**The task**
Search the records for the word "this" and copy each line in which it appears.

**Data to examine**
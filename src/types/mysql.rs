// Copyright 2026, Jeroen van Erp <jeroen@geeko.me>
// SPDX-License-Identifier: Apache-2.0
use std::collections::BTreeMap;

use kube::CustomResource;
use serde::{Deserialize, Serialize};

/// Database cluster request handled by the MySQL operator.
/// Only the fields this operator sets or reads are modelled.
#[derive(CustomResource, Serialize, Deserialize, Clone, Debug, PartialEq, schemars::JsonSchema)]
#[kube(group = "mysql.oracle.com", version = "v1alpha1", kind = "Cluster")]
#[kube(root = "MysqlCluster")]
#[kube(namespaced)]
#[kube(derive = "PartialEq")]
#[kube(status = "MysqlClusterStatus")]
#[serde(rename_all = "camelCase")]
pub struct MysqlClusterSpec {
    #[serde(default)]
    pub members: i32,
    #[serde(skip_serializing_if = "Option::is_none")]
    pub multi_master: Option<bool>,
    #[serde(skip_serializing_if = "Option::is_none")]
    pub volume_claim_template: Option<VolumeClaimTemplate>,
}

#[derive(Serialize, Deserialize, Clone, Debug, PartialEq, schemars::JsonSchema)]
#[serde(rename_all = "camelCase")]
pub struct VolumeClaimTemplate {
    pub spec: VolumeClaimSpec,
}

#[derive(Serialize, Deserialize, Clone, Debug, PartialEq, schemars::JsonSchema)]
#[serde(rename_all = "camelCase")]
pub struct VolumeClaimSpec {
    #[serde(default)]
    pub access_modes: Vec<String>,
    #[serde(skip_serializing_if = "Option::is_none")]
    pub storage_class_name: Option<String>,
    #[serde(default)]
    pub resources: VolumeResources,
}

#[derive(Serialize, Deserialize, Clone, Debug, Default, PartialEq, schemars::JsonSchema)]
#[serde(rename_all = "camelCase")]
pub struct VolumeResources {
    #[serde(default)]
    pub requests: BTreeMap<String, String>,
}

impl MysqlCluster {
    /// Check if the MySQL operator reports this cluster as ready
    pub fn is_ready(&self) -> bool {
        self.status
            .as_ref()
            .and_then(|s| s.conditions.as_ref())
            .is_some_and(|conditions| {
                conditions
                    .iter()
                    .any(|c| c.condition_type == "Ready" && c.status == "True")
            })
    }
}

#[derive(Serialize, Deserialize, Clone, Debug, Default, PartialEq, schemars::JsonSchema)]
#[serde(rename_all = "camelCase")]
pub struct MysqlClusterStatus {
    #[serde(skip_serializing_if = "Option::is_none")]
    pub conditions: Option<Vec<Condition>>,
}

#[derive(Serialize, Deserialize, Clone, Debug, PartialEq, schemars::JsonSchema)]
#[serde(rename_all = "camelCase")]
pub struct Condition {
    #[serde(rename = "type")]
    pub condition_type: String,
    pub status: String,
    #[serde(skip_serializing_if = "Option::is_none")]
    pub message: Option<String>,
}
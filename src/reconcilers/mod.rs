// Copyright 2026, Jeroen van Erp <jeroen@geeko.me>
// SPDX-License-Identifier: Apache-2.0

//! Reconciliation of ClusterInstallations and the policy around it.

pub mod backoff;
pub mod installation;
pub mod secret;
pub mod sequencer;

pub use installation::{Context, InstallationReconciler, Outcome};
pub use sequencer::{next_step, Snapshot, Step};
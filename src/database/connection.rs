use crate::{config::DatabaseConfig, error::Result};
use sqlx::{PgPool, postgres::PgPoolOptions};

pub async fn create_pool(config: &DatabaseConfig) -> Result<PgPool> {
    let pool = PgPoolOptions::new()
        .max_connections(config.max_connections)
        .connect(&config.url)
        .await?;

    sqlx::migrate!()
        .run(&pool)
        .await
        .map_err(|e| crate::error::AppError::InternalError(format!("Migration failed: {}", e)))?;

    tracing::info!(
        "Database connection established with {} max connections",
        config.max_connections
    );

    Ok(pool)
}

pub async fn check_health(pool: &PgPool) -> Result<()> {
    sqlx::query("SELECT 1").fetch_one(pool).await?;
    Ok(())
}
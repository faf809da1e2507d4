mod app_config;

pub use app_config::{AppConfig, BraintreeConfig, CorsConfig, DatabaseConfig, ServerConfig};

**Task solution**
/// Only the fields this operator sets or reads are modelled.
    /// Check if the MySQL operator reports this cluster as ready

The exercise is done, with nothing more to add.